*** RECORDS SHOWN Section Begins ***
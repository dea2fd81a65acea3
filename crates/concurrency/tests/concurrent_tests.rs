//! Concurrent/Multi-threaded Tests for gamma-concurrency
//!
//! These tests drive raw transactions from several threads to exercise:
//!
//! 1. **Commit Locking** - Only one of two racing writers commits
//! 2. **Lost Updates** - Hand-rolled retry loops never lose an increment
//! 3. **Version Monotonicity** - Versions only grow under load
//! 4. **Read Consistency** - No attempt observes a broken invariant
//! 5. **Blocking** - Retry latches wake on commit
//!
//! ## Running These Tests
//!
//! ```bash
//! cargo test --test concurrent_tests
//! cargo test --test concurrent_tests -- --nocapture --test-threads=1  # sequential for debugging
//! ```

use gamma_concurrency::{GammaStm, GammaTxn, TxnRef, TxnValue};
use gamma_core::{LockMode, StmError, StmResult, TxnStatus};
use parking_lot::Mutex;
use proptest::prelude::*;
use std::sync::atomic::{AtomicBool, AtomicUsize, Ordering};
use std::sync::{Arc, Barrier};
use std::thread;
use std::time::Duration;

// ============================================================================
// Test Helpers
// ============================================================================

/// Run `block` until it commits, retrying on conflicts
fn run_until_committed<T, F>(stm: &GammaStm, mut block: F) -> T
where
    F: FnMut(&mut GammaTxn) -> StmResult<T>,
{
    loop {
        let mut tx = stm.begin();
        match block(&mut tx).and_then(|value| tx.commit().map(|_| value)) {
            Ok(value) => return value,
            Err(err) if err.is_conflict() => thread::yield_now(),
            Err(err) => panic!("unexpected error: {err}"),
        }
    }
}

fn increment(r: &TxnRef<u64>, tx: &mut GammaTxn) -> StmResult<()> {
    let v = r.get(tx)?;
    r.set(tx, v + 1)
}

fn read_all<T: TxnValue>(refs: &[TxnRef<T>], tx: &mut GammaTxn) -> StmResult<Vec<T>> {
    refs.iter().map(|r| r.get(tx)).collect()
}

// ============================================================================
// SECTION 1: Commit Locking
// ============================================================================

mod commit_locking {
    use super::*;

    /// Two transactions read and write the same reference, then commit
    /// at the same time. Exactly one wins.
    #[test]
    fn test_racing_writers_one_wins() {
        let stm = GammaStm::new();
        let r = stm.new_ref(0u64);
        let barrier = Arc::new(Barrier::new(2));
        let success_count = Arc::new(AtomicUsize::new(0));

        let handles: Vec<_> = (0..2u64)
            .map(|i| {
                let stm = stm.clone();
                let r = r.clone();
                let barrier = Arc::clone(&barrier);
                let success_count = Arc::clone(&success_count);
                thread::spawn(move || {
                    let mut tx = stm.begin();
                    r.get(&mut tx).unwrap();
                    r.set(&mut tx, i + 1).unwrap();

                    barrier.wait();
                    if tx.commit().is_ok() {
                        success_count.fetch_add(1, Ordering::SeqCst);
                    } else {
                        assert_eq!(tx.status(), TxnStatus::Aborted);
                    }
                })
            })
            .collect();

        for handle in handles {
            handle.join().unwrap();
        }

        // Both read version 0 before either commits
        assert_eq!(success_count.load(Ordering::SeqCst), 1);
        assert_eq!(r.version(), 1);
        assert!(matches!(r.atomic_get().unwrap(), 1 | 2));
        assert_eq!(r.lock_mode(), LockMode::None);
        assert_eq!(r.surplus(), 0);
    }

    /// Commits touching disjoint references never conflict
    #[test]
    fn test_disjoint_writers_all_commit() {
        let stm = GammaStm::new();
        let refs: Vec<_> = (0..8).map(|_| stm.new_ref(0u64)).collect();
        let barrier = Arc::new(Barrier::new(refs.len()));

        let handles: Vec<_> = refs
            .iter()
            .cloned()
            .map(|r| {
                let stm = stm.clone();
                let barrier = Arc::clone(&barrier);
                thread::spawn(move || {
                    let mut tx = stm.begin();
                    increment(&r, &mut tx).unwrap();
                    barrier.wait();
                    tx.commit().unwrap();
                })
            })
            .collect();

        for handle in handles {
            handle.join().unwrap();
        }
        assert!(refs.iter().all(|r| r.atomic_get().unwrap() == 1));
    }
}

// ============================================================================
// SECTION 2: Lost Updates
// ============================================================================

mod lost_updates {
    use super::*;

    #[test]
    fn test_concurrent_increments_all_land() {
        let stm = GammaStm::new();
        let counter = stm.new_ref(0u64);
        let num_threads = 8;
        let per_thread = 250;

        let handles: Vec<_> = (0..num_threads)
            .map(|_| {
                let stm = stm.clone();
                let counter = counter.clone();
                thread::spawn(move || {
                    for _ in 0..per_thread {
                        run_until_committed(&stm, |tx| increment(&counter, tx));
                    }
                })
            })
            .collect();

        for handle in handles {
            handle.join().unwrap();
        }

        let expected = (num_threads * per_thread) as u64;
        assert_eq!(counter.atomic_get().unwrap(), expected);
        assert_eq!(counter.version(), expected);

        let metrics = stm.metrics();
        assert_eq!(metrics.total_committed, expected);
        assert_eq!(metrics.active_count, 0);
    }

    #[test]
    fn test_commutes_never_conflict() {
        let stm = GammaStm::new();
        let counter = stm.new_ref(0u64);
        let handles: Vec<_> = (0..4)
            .map(|_| {
                let stm = stm.clone();
                let counter = counter.clone();
                thread::spawn(move || {
                    for _ in 0..200 {
                        run_until_committed(&stm, |tx| counter.commute(tx, |v| v + 1));
                    }
                })
            })
            .collect();
        for handle in handles {
            handle.join().unwrap();
        }
        assert_eq!(counter.atomic_get().unwrap(), 800);
    }

    #[test]
    fn test_atomic_ops_mix_with_transactions() {
        let stm = GammaStm::new();
        let counter = stm.new_ref(0u64);

        let transactional = {
            let stm = stm.clone();
            let counter = counter.clone();
            thread::spawn(move || {
                for _ in 0..300 {
                    run_until_committed(&stm, |tx| increment(&counter, tx));
                }
            })
        };
        let atomic = {
            let counter = counter.clone();
            thread::spawn(move || {
                let mut done = 0;
                while done < 300 {
                    if counter.atomic_alter_and_get(|v| v + 1).is_ok() {
                        done += 1;
                    }
                }
            })
        };
        transactional.join().unwrap();
        atomic.join().unwrap();
        assert_eq!(counter.atomic_get().unwrap(), 600);
    }
}

// ============================================================================
// SECTION 3: Version Monotonicity
// ============================================================================

mod version_monotonicity {
    use super::*;

    #[test]
    fn test_versions_never_decrease() {
        let stm = GammaStm::new();
        let r = stm.new_ref(0u64);
        let stop = Arc::new(AtomicBool::new(false));

        let observer = {
            let r = r.clone();
            let stop = Arc::clone(&stop);
            thread::spawn(move || {
                let mut last = 0;
                while !stop.load(Ordering::SeqCst) {
                    let version = r.version();
                    assert!(version >= last, "version went from {last} to {version}");
                    last = version;
                }
            })
        };

        let writers: Vec<_> = (0..4)
            .map(|_| {
                let stm = stm.clone();
                let r = r.clone();
                thread::spawn(move || {
                    for _ in 0..200 {
                        run_until_committed(&stm, |tx| increment(&r, tx));
                    }
                })
            })
            .collect();
        for writer in writers {
            writer.join().unwrap();
        }
        stop.store(true, Ordering::SeqCst);
        observer.join().unwrap();
        assert_eq!(r.version(), 800);
    }
}

// ============================================================================
// SECTION 4: Read Consistency
// ============================================================================

mod read_consistency {
    use super::*;

    /// Transfers keep the sum of all accounts constant. A reader that ever
    /// sees a different total computed on an inconsistent snapshot.
    #[test]
    fn test_readers_never_see_broken_total() {
        let stm = GammaStm::new();
        let accounts: Arc<Vec<_>> = Arc::new((0..5).map(|_| stm.new_ref(100i64)).collect());
        let stop = Arc::new(AtomicBool::new(false));
        let bad_totals = Arc::new(Mutex::new(Vec::new()));

        let transfers: Vec<_> = (0..3usize)
            .map(|t| {
                let stm = stm.clone();
                let accounts = Arc::clone(&accounts);
                thread::spawn(move || {
                    for i in 0..300usize {
                        let from = (i + t) % accounts.len();
                        let to = (i + t + 1) % accounts.len();
                        run_until_committed(&stm, |tx| {
                            let a = accounts[from].get(tx)?;
                            accounts[from].set(tx, a - 7)?;
                            let b = accounts[to].get(tx)?;
                            accounts[to].set(tx, b + 7)
                        });
                    }
                })
            })
            .collect();

        let readers: Vec<_> = (0..2)
            .map(|_| {
                let stm = stm.clone();
                let accounts = Arc::clone(&accounts);
                let stop = Arc::clone(&stop);
                let bad_totals = Arc::clone(&bad_totals);
                thread::spawn(move || {
                    while !stop.load(Ordering::SeqCst) {
                        let mut tx = stm.begin();
                        // Every successful read set must be consistent, even
                        // if the attempt later fails
                        if let Ok(values) = read_all(&accounts, &mut tx) {
                            let total: i64 = values.iter().sum();
                            if total != 500 {
                                bad_totals.lock().push(total);
                            }
                        }
                        let _ = tx.abort();
                    }
                })
            })
            .collect();

        for handle in transfers {
            handle.join().unwrap();
        }
        stop.store(true, Ordering::SeqCst);
        for handle in readers {
            handle.join().unwrap();
        }

        assert!(bad_totals.lock().is_empty(), "saw {:?}", bad_totals.lock());
        let total: i64 = accounts.iter().map(|a| a.atomic_get().unwrap()).sum();
        assert_eq!(total, 500);
    }
}

// ============================================================================
// SECTION 5: Blocking
// ============================================================================

mod blocking {
    use super::*;

    #[test]
    fn test_retry_latch_wakes_on_commit() {
        let stm = GammaStm::new();
        let flag = stm.new_ref(false);

        let mut tx = stm.begin();
        let result: StmResult<()> = match flag.get(&mut tx).unwrap() {
            true => Ok(()),
            false => tx.retry(),
        };
        assert!(matches!(result, Err(StmError::Retry)));
        let latch = tx.take_retry_latch().unwrap();

        let setter = {
            let stm = stm.clone();
            let flag = flag.clone();
            thread::spawn(move || {
                thread::sleep(Duration::from_millis(20));
                run_until_committed(&stm, |tx| flag.set(tx, true));
            })
        };

        assert!(latch.await_open(Some(Duration::from_secs(5))));
        setter.join().unwrap();
        assert!(flag.atomic_get().unwrap());
    }

    #[test]
    fn test_latch_times_out_without_commit() {
        let stm = GammaStm::new();
        let flag = stm.new_ref(0u8);
        let mut tx = stm.begin();
        flag.get(&mut tx).unwrap();
        let _ = tx.retry::<()>();
        let latch = tx.take_retry_latch().unwrap();
        assert!(!latch.await_open(Some(Duration::from_millis(10))));
    }

    #[test]
    fn test_unchanged_commit_does_not_wake() {
        let stm = GammaStm::new();
        let r = stm.new_ref(1u8);
        let mut tx = stm.begin();
        r.get(&mut tx).unwrap();
        let _ = tx.retry::<()>();
        let latch = tx.take_retry_latch().unwrap();

        // Dirty check: same value, no version bump, no wake
        r.atomic_set(1).unwrap();
        assert!(!latch.is_open());
        r.atomic_set(2).unwrap();
        assert!(latch.is_open());
    }
}

// ============================================================================
// SECTION 6: Property Tests
// ============================================================================

proptest! {
    #![proptest_config(ProptestConfig::with_cases(64))]

    /// A single-threaded sequence of transactions matches a plain model
    #[test]
    fn prop_sequential_transactions_match_model(
        ops in prop::collection::vec((0usize..4, any::<i32>(), any::<bool>()), 1..40)
    ) {
        let stm = GammaStm::new();
        let refs: Vec<_> = (0..4).map(|_| stm.new_ref(0i32)).collect();
        let mut model = [0i32; 4];
        let mut versions = [0u64; 4];

        for (index, value, commit) in ops {
            let mut tx = stm.begin();
            refs[index].set(&mut tx, value).unwrap();
            if commit {
                tx.commit().unwrap();
                if model[index] != value {
                    versions[index] += 1;
                }
                model[index] = value;
            } else {
                tx.abort().unwrap();
            }
        }

        for (i, r) in refs.iter().enumerate() {
            prop_assert_eq!(r.atomic_get().unwrap(), model[i]);
            prop_assert_eq!(r.version(), versions[i]);
            prop_assert_eq!(r.surplus(), 0);
        }
    }
}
*** RECORDS SHOWN Section Ends ***
WHAT NEEDS TO BE DONE =
Write out only the lines from the very start of the entries above to the line that includes "match block(&mut tx).and_then(|value|", both ends included, each one unchanged.

RESPONSE AREA =
repository dea2fd81a65acea3
filename crates/concurrency/tests/concurrent_tests.rs
//! Concurrent/Multi-threaded Tests for gamma-concurrency
//!
//! These tests drive raw transactions from several threads to exercise:
//!
//! 1. **Commit Locking** - Only one of two racing writers commits
//! 2. **Lost Updates** - Hand-rolled retry loops never lose an increment
//! 3. **Version Monotonicity** - Versions only grow under load
//! 4. **Read Consistency** - No attempt observes a broken invariant
//! 5. **Blocking** - Retry latches wake on commit
//!
//! ## Running These Tests
//!
//! ```bash
//! cargo test --test concurrent_tests
//! cargo test --test concurrent_tests -- --nocapture --test-threads=1  # sequential for debugging
//! ```

use gamma_concurrency::{GammaStm, GammaTxn, TxnRef, TxnValue};
use gamma_core::{LockMode, StmError, StmResult, TxnStatus};
use parking_lot::Mutex;
use proptest::prelude::*;
use std::sync::atomic::{AtomicBool, AtomicUsize, Ordering};
use std::sync::{Arc, Barrier};
use std::thread;
use std::time::Duration;

// ============================================================================
// Test Helpers
// ============================================================================

/// Run `block` until it commits, retrying on conflicts
fn run_until_committed<T, F>(stm: &GammaStm, mut block: F) -> T
where
    F: FnMut(&mut GammaTxn) -> StmResult<T>,
{
    loop {
        let mut tx = stm.begin();
        match block(&mut tx).and_then(|value| tx.commit().map(|_| value)) {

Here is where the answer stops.